◆ Problem to solve
Below are records; reproduce exactly the lines from the one that has "if let Some(throttle)" through the one that has "let channel = self.channel.clone();", ends included, and nothing more.

◆ Records to process
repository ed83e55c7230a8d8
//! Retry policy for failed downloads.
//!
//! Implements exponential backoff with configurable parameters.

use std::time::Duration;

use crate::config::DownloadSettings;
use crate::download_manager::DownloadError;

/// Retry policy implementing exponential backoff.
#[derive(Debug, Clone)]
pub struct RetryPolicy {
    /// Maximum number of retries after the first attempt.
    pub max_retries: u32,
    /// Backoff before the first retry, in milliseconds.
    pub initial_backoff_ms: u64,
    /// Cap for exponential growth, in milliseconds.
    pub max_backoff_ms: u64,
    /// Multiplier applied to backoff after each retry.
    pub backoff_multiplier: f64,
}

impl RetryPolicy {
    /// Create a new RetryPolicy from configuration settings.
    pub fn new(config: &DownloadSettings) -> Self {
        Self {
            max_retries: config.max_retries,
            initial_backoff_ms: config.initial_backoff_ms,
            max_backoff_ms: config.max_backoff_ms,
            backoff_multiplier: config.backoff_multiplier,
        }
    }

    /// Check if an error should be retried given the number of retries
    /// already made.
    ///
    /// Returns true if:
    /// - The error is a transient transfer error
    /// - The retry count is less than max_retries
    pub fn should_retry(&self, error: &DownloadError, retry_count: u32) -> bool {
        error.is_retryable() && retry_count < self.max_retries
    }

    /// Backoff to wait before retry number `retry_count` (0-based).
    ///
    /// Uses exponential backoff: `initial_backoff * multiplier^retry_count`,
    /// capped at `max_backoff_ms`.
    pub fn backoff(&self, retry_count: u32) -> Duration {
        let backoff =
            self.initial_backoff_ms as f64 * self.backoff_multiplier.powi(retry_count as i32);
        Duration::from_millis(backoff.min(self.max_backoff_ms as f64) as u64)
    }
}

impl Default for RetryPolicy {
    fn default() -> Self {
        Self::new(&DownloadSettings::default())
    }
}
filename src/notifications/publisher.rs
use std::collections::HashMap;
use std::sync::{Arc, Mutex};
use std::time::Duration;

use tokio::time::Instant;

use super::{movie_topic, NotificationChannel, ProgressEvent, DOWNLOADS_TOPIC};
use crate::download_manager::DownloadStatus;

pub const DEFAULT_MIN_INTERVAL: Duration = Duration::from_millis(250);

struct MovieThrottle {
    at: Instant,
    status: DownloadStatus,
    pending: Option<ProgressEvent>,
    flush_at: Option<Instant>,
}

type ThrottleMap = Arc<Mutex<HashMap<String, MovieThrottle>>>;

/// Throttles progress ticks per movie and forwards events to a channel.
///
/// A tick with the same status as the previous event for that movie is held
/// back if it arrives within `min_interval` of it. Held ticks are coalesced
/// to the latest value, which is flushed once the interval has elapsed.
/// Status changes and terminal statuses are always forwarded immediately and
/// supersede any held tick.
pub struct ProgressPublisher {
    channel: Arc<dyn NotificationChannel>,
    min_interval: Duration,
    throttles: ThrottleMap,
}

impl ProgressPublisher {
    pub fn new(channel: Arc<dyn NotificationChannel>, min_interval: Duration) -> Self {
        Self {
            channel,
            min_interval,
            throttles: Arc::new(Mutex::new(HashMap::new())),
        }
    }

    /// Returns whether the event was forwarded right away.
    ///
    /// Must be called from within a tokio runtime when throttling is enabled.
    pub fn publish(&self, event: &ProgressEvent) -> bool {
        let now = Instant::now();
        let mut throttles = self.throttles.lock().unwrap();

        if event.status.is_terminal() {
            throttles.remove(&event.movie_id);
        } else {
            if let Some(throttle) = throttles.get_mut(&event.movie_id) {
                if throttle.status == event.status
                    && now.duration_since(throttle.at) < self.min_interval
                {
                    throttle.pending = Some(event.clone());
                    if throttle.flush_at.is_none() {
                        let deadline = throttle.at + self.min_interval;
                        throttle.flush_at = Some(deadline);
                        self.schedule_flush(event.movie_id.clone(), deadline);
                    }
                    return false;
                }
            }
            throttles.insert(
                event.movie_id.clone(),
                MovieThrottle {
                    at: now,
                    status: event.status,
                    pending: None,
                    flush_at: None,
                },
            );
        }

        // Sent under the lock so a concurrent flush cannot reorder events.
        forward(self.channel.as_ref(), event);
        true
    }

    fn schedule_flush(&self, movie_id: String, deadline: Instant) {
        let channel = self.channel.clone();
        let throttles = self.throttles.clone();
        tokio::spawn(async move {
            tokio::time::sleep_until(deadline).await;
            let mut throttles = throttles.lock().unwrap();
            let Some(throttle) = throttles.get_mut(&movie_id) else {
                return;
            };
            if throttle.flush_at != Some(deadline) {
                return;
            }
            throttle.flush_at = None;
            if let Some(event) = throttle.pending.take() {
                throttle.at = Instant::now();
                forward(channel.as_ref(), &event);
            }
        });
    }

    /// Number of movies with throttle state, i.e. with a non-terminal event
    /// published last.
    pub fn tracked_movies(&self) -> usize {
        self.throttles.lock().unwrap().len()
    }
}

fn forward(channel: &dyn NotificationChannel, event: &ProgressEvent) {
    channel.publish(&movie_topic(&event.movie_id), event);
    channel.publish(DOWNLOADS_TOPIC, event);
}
---
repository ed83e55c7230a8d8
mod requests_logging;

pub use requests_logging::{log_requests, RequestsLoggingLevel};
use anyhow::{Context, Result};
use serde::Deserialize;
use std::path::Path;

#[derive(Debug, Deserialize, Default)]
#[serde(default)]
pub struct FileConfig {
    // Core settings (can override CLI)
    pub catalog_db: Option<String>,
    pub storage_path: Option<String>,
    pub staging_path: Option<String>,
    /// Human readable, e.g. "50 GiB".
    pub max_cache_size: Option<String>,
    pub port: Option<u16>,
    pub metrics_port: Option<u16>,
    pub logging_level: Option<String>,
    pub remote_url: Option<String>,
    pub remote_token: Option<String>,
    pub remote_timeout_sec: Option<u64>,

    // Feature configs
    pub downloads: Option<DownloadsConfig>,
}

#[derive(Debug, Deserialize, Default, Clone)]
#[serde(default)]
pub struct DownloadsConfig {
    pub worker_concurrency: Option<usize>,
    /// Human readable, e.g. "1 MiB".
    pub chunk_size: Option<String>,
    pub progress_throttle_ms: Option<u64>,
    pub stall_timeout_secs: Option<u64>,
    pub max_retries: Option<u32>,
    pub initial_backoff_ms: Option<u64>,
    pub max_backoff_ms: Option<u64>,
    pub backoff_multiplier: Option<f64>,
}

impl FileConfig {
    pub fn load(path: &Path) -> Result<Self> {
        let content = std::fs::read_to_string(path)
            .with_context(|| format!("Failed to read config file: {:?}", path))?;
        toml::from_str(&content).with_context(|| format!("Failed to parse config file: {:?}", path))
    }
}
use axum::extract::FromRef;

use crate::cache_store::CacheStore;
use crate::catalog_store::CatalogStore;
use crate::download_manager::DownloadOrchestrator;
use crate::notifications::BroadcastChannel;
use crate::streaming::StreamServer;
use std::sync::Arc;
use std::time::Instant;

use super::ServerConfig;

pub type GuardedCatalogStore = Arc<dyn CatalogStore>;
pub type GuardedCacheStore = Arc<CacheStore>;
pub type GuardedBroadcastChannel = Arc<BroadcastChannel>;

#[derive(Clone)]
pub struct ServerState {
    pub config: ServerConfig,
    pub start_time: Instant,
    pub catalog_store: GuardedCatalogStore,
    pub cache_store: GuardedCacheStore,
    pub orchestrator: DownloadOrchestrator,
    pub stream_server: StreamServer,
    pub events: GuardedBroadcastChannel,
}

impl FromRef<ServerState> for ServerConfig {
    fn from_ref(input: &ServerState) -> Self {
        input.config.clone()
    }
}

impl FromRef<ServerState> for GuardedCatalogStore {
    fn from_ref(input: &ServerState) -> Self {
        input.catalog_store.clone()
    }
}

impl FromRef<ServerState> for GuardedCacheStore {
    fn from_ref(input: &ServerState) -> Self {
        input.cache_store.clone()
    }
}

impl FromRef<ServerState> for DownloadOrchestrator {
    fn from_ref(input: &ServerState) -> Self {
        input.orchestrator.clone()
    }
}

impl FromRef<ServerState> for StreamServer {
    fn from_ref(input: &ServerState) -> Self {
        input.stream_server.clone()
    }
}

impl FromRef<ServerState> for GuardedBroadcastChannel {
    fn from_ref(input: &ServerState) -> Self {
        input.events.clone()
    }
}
==
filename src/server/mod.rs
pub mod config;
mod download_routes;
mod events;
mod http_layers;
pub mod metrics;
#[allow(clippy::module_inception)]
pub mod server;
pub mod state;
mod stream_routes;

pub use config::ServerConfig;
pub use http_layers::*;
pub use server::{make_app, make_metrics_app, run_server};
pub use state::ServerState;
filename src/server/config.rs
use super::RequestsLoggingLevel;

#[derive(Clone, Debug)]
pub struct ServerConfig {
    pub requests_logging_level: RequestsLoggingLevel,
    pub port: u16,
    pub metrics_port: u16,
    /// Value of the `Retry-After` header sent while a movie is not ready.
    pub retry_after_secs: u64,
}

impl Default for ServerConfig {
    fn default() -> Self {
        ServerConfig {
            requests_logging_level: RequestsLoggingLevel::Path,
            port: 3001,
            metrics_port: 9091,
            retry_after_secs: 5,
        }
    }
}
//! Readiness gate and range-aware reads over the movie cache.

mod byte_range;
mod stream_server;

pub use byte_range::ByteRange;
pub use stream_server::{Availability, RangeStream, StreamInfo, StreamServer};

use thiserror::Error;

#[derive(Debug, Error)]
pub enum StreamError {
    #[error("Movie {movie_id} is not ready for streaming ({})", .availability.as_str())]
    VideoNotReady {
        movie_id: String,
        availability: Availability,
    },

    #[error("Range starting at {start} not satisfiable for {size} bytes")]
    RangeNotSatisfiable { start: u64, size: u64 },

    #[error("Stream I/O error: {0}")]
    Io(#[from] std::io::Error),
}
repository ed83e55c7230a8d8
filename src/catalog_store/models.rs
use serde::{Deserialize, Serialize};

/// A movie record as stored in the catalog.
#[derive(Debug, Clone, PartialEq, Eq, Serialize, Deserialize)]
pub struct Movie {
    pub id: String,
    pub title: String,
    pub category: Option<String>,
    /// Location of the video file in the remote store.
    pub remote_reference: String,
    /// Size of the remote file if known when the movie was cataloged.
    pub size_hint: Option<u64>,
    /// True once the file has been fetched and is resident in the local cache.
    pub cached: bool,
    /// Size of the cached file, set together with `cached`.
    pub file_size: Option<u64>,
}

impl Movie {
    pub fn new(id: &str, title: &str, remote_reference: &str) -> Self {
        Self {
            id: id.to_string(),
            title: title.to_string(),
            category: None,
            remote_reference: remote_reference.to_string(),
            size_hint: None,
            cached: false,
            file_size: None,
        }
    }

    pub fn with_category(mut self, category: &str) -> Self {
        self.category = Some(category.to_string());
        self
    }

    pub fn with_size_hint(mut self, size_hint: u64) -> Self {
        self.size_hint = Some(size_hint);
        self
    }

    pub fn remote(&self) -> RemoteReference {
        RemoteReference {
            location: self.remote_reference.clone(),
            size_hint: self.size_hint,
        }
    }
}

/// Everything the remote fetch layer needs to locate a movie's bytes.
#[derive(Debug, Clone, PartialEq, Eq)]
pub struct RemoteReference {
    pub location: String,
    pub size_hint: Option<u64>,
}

◆ Task output
            if let Some(throttle) = throttles.get_mut(&event.movie_id) {
                if throttle.status == event.status
                    && now.duration_since(throttle.at) < self.min_interval
                {
                    throttle.pending = Some(event.clone());
                    if throttle.flush_at.is_none() {
                        let deadline = throttle.at + self.min_interval;
                        throttle.flush_at = Some(deadline);
                        self.schedule_flush(event.movie_id.clone(), deadline);
                    }
                    return false;
                }
            }
            throttles.insert(
                event.movie_id.clone(),
                MovieThrottle {
                    at: now,
                    status: event.status,
                    pending: None,
                    flush_at: None,
                },
            );
        }

        // Sent under the lock so a concurrent flush cannot reorder events.
        forward(self.channel.as_ref(), event);
        true
    }

    fn schedule_flush(&self, movie_id: String, deadline: Instant) {
        let channel = self.channel.clone();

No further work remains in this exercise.